Example of fallacious acceptance of a hypothesis

Suppose fifty different researchers run clinical trials to test whether Vitamin X is efficacious in treating cancer. The vast majority of them find no significant differences between measurements done on patients who have taken Vitamin X and those who have taken a placebo. However, due to statistical noise, one study finds a significant correlation between taking Vitamin X and being cured from cancer.

Taking into account all 50 studies as a whole, the only conclusion that could be made with great certainty is that there remains no evidence that Vitamin X has any effect on treating cancer. However, someone trying to achieve greater publicity for the one outlier study could try to create a hypothesis suggested by the data, by finding some aspect unique to that one study, and claiming that this aspect is the key to its differing results. Suppose, for instance, that this study was the only one conducted in Denmark. It could be claimed that this set of 50 studies shows that Vitamin X is more efficacious in Denmark than elsewhere. However, while the data do not contradict this hypothesis, they do not strongly support it either. Only one or more additional studies could bolster this additional hypothesis.

The general problem

Testing a hypothesis suggested by the data can very easily result in false positives (type I errors).

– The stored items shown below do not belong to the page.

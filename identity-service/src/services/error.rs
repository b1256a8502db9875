use service_core::error::AppError;
use thiserror::Error;

use super::store::StoreError;

/// Domain errors for identity operations.
///
/// Provider adapters report [`crate::providers::ProviderError`]; the executor
/// maps those into this taxonomy per operation, so by the time an error
/// reaches a handler it carries no vendor detail.
#[derive(Error, Debug)]
pub enum ServiceError {
    #[error("No identity provider available")]
    NoProviderAvailable,

    #[error("Invalid credentials")]
    InvalidCredentials,

    #[error("Account not verified")]
    AccountUnverified { email: String },

    #[error("Email already registered")]
    EmailAlreadyRegistered,

    #[error("Invalid or expired code")]
    InvalidCode,

    #[error("Invalid refresh token")]
    InvalidRefreshToken,

    #[error("User not found")]
    UserNotFound,

    #[error("Validation error: {0}")]
    Validation(String),

    #[error("Provider unavailable: {0}")]
    ProviderUnavailable(String),

    #[error("Database error: {0}")]
    Database(anyhow::Error),

    #[error("Internal server error: {0}")]
    Internal(#[from] anyhow::Error),
}

impl From<StoreError> for ServiceError {
    fn from(err: StoreError) -> Self {
        match err {
            StoreError::DuplicateEmail | StoreError::DuplicateSubject => {
                ServiceError::EmailAlreadyRegistered
            }
            StoreError::Database(e) => ServiceError::Database(e),
        }
    }
}

impl From<ServiceError> for AppError {
    fn from(err: ServiceError) -> Self {
        match err {
            ServiceError::NoProviderAvailable => AppError::NoProviderAvailable,
            ServiceError::InvalidCredentials => {
                AppError::AuthError(anyhow::anyhow!("Invalid email or password"))
            }
            ServiceError::AccountUnverified { email } => AppError::UnverifiedAccount { email },
            ServiceError::EmailAlreadyRegistered => {
                AppError::Conflict(anyhow::anyhow!("An account with this email already exists"))
            }
            ServiceError::InvalidCode => {
                AppError::InvalidCode("Invalid or expired verification code".to_string())
            }
            ServiceError::InvalidRefreshToken => AppError::InvalidRefreshToken,
            ServiceError::UserNotFound => AppError::NotFound(anyhow::anyhow!("User not found")),
            ServiceError::Validation(msg) => AppError::BadRequest(anyhow::anyhow!(msg)),
            ServiceError::ProviderUnavailable(detail) => AppError::ProviderUnavailable(detail),
            ServiceError::Database(e) => AppError::DatabaseError(e),
            ServiceError::Internal(e) => AppError::InternalError(e),
        }
    }
}

#[cfg(test)]
mod tests {
    use super::*;
    use axum::http::StatusCode;

    #[test]
    fn login_failures_render_stable_envelope_codes() {
        let app: AppError = ServiceError::InvalidCredentials.into();
        assert_eq!(app.code(), "INVALID_CREDENTIALS");
        assert_eq!(app.status(), StatusCode::UNAUTHORIZED);

        let app: AppError = ServiceError::AccountUnverified {
            email: "a@b.com".to_string(),
        }
        .into();
        assert_eq!(app.code(), "ACCOUNT_UNVERIFIED");
        assert_eq!(app.status(), StatusCode::FORBIDDEN);

        let app: AppError = ServiceError::NoProviderAvailable.into();
        assert_eq!(app.code(), "NO_PROVIDER_AVAILABLE");
        assert_eq!(app.status(), StatusCode::INTERNAL_SERVER_ERROR);
    }

    #[test]
    fn store_conflicts_become_conflicts() {
        let app: AppError = ServiceError::from(StoreError::DuplicateEmail).into();
        assert_eq!(app.code(), "CONFLICT");
        assert_eq!(app.status(), StatusCode::CONFLICT);
    }

    #[test]
    fn code_and_refresh_failures_keep_their_own_codes() {
        let app: AppError = ServiceError::InvalidCode.into();
        assert_eq!(app.code(), "INVALID_CODE");
        assert_eq!(app.status(), StatusCode::BAD_REQUEST);

        let app: AppError = ServiceError::InvalidRefreshToken.into();
        assert_eq!(app.code(), "INVALID_REFRESH_TOKEN");
        assert_eq!(app.status(), StatusCode::UNAUTHORIZED);
    }
}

If one looks long enough and in enough different places, eventually data can be found to support any hypothesis. Yet, these positive data do not by themselves constitute evidence that the hypothesis is correct. The negative test data that were thrown out are just as important, because they give one an idea of how common the positive results are compared to chance. Running an experiment, seeing a pattern in the data, proposing a hypothesis from that pattern, then using the same experimental data as evidence for the new hypothesis is extremely suspect, because data from all other experiments, completed or potential, has essentially been "thrown out" by choosing to look only at the experiments that suggested the new hypothesis in the first place.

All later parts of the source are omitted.